Proceedings of International Conference on Perovskite Thin Film Photovoltaics and Perovskite Photonics and Optoelectronics (NIPHO22)
DOI: https://doi.org/10.29363/nanoge.nipho.2022.016
Publication date: 11th November 2021
Hybrid AMX3 perovskites (A=Cs, CH3NH3; M=Sn, Pb; X=halide) have in the last years revolutionized the scenario of emerging photovoltaic technologies. Despite the extremely fast progress, the materials electronic properties which are key to the photovoltaic performance are relatively little understood. Density Functional Theory electronic structure methods have so far delivered an unbalanced description of Pb- and Sn-based perovskites. We developed an effective GW method incorporating spin-orbit coupling[1] which allows us to accurately model the electronic, optical and transport properties of halide perovskites, opening the way to new materials design. In particular, the different CH3NH3SnI3 and CH3NH3PbI3 electronic properties are discussed in light of their exploitation for solar cells and found to be dominantly due to relativistic effects.

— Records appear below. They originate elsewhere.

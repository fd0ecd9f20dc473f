use super::*;
use crate::config::{ScanlogConfig, SyncMode, SyncSettings};
use crate::events::ScanlogEvent;
use crate::record::AttendanceRecord;
use crate::store::RecordStore;
use crate::sync::wire::{BATCH_PATH, CHECKIN_PATH};
use crate::sync::{ScriptedTransport, SyncEngine};
use chrono::{TimeZone, Utc};
use serde_json::json;
use std::path::PathBuf;
use std::sync::Arc;
use std::time::Duration;
use tempfile::TempDir;

struct TestApp {
    app: ScanlogApp,
    transport: Arc<ScriptedTransport>,
    store_path: PathBuf,
    _dir: TempDir,
}

async fn create_test_app(configure: impl FnOnce(&mut ScanlogConfig)) -> TestApp {
    let dir = TempDir::new().unwrap();
    let store_path = dir.path().join("records.json");

    let mut config = ScanlogConfig::default();
    config.storage.path = store_path.display().to_string();
    config.dashboard.enabled = false;
    config.sync.chunk_delay_ms = 0;
    config.sync.interval_seconds = 3600;
    configure(&mut config);

    let transport = Arc::new(ScriptedTransport::online());
    let engine = SyncEngine::new(
        transport.clone(),
        config.device.clone(),
        SyncSettings::from_config(&config),
        Duration::from_secs(2),
    );

    let mut app = ScanlogApp::with_engine(config, engine).await.unwrap();
    app.set_reader_enabled(false);

    TestApp {
        app,
        transport,
        store_path,
        _dir: dir,
    }
}

fn scan(card_id: &str, second: u32) -> AttendanceRecord {
    let ts = Utc.with_ymd_and_hms(2024, 5, 2, 8, 30, second).unwrap();
    AttendanceRecord::new(card_id, ts, &ScanlogConfig::default().device)
}

fn stored(path: &PathBuf) -> Vec<AttendanceRecord> {
    RecordStore::open(path, 100).unwrap().all().unwrap()
}

#[tokio::test]
async fn test_initialize_registers_components() {
    let mut t = create_test_app(|_| {}).await;
    t.app.initialize().await.unwrap();

    assert_eq!(
        t.app.component_state("store").await,
        Some(ComponentState::Running)
    );
    assert_eq!(
        t.app.component_state("periodic_sync").await,
        Some(ComponentState::Stopped)
    );
    // Batch mode has no immediate worker and the reader is disabled
    assert_eq!(t.app.component_state("immediate_sync").await, None);
    assert_eq!(t.app.component_state("reader").await, None);
    assert_eq!(t.app.component_state("dashboard").await, None);
}

#[tokio::test]
async fn test_start_and_shutdown() {
    let mut t = create_test_app(|_| {}).await;
    t.app.initialize().await.unwrap();
    t.app.start().await.unwrap();

    assert!(t.app.scan_sender().is_some());
    assert_eq!(
        t.app.component_state("ingest").await,
        Some(ComponentState::Running)
    );

    let exit_code = t.app.shutdown().await.unwrap();
    assert_eq!(exit_code, 0);
    assert!(t.app.scan_sender().is_none());

    let states = t.app.component_states();
    let states = states.lock().await;
    for name in ["ingest", "periodic_sync", "store"] {
        assert_eq!(states.get(name), Some(&ComponentState::Stopped), "{}", name);
    }
}

#[tokio::test]
async fn test_start_survives_offline_backend() {
    let mut t = create_test_app(|_| {}).await;
    t.transport.set_offline(true);

    t.app.initialize().await.unwrap();
    t.app.start().await.unwrap();

    let exit_code = t.app.shutdown().await.unwrap();
    assert_eq!(exit_code, 0);
}

#[tokio::test]
async fn test_queued_scans_are_stored_before_exit() {
    let mut t = create_test_app(|_| {}).await;
    t.transport.set_offline(true);
    t.app.initialize().await.unwrap();
    t.app.start().await.unwrap();

    let sender = t.app.scan_sender().unwrap();
    sender.send(scan("A", 0)).await.unwrap();
    sender.send(scan("B", 1)).await.unwrap();
    drop(sender);

    t.app.shutdown().await.unwrap();

    let records = stored(&t.store_path);
    let cards: Vec<_> = records.iter().map(|r| r.card_id.as_str()).collect();
    assert_eq!(cards, vec!["A", "B"]);
    assert!(records.iter().all(|r| !r.synced));
}

#[tokio::test]
async fn test_shutdown_runs_final_sync() {
    let mut t = create_test_app(|c| {
        c.sync.min_records_for_sync = 50;
        c.storage.cleanup_after_sync = false;
    })
    .await;
    t.app.initialize().await.unwrap();
    t.app.start().await.unwrap();

    let records = vec![scan("A", 0), scan("B", 1)];
    for record in &records {
        t.app.orchestrator().ingest(record.clone()).await.unwrap();
    }

    let entries: Vec<_> = records
        .iter()
        .map(|r| json!({"timestamp": r.timestamp_string(), "card_id": r.card_id, "success": true}))
        .collect();
    t.transport.push(
        BATCH_PATH,
        200,
        json!({"results": {"successful": 2, "failed": 0, "records": entries}}).to_string(),
    );

    t.app.shutdown().await.unwrap();

    assert_eq!(t.transport.requests_to(BATCH_PATH).len(), 1);
    let records = stored(&t.store_path);
    assert_eq!(records.len(), 2);
    assert!(records.iter().all(|r| r.synced));
}

#[tokio::test]
async fn test_immediate_mode_worker_lifecycle() {
    let mut t = create_test_app(|c| c.sync.mode = SyncMode::Immediate).await;
    t.app.initialize().await.unwrap();
    t.app.start().await.unwrap();

    assert_eq!(
        t.app.component_state("immediate_sync").await,
        Some(ComponentState::Running)
    );

    t.transport.push(CHECKIN_PATH, 201, r#"{"id": 1}"#);
    t.app.orchestrator().ingest(scan("A", 0)).await.unwrap();

    let mut delivered = false;
    for _ in 0..50 {
        if !t.transport.requests_to(CHECKIN_PATH).is_empty() {
            delivered = true;
            break;
        }
        tokio::time::sleep(Duration::from_millis(20)).await;
    }
    assert!(delivered);

    assert_eq!(t.app.shutdown().await.unwrap(), 0);
    assert_eq!(
        t.app.component_state("immediate_sync").await,
        Some(ComponentState::Stopped)
    );
}

#[tokio::test]
async fn test_run_returns_on_shutdown_request() {
    let mut t = create_test_app(|_| {}).await;
    t.app.initialize().await.unwrap();
    t.app.start().await.unwrap();

    let bus = Arc::clone(t.app.event_bus());
    tokio::spawn(async move {
        tokio::time::sleep(Duration::from_millis(100)).await;
        bus.publish(ScanlogEvent::ShutdownRequested {
            timestamp: Utc::now(),
            reason: "test".to_string(),
        })
        .await
        .unwrap();
    });

    let exit_code = tokio::time::timeout(Duration::from_secs(10), t.app.run())
        .await
        .expect("run did not return")
        .unwrap();
    assert_eq!(exit_code, 0);
}

#[tokio::test]
async fn test_run_twice_fails() {
    let mut t = create_test_app(|_| {}).await;
    t.app.initialize().await.unwrap();
    t.app.start().await.unwrap();

    t.app.event_bus()
        .publish(ScanlogEvent::ShutdownRequested {
            timestamp: Utc::now(),
            reason: "first".to_string(),
        })
        .await
        .unwrap();
    t.app.run().await.unwrap();

    assert!(t.app.run().await.is_err());
}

By applying our computational approach, we moved to investigate the effect of the chlorine doping for the mixed halide perovskites (MAPbI3-xClx)[2] and the role of the different A cation.[3] In parallel, a series of computational simulation carried out using Car-Parrinello molecular dynamics have been performed investigating the nature of the perovskites/TiO2 interface,[4] the role of moisture in the perovskite degradation[5] process and the effect of the defect on the device working mechanism.[6] Finally, a series of different strategies will be reported to increase the device stability and efficiency.[7] The overall picture of our theoretical investigations underlines a crucial role of computational investigation, casting the possibility of performing predictive modeling simulations, in which the properties of a given system are simulated even before the materials laboratory synthesis and characterization. At the same time, computer simulations are shown to offer the required atomistic insight into hitherto inaccessible experimental observables.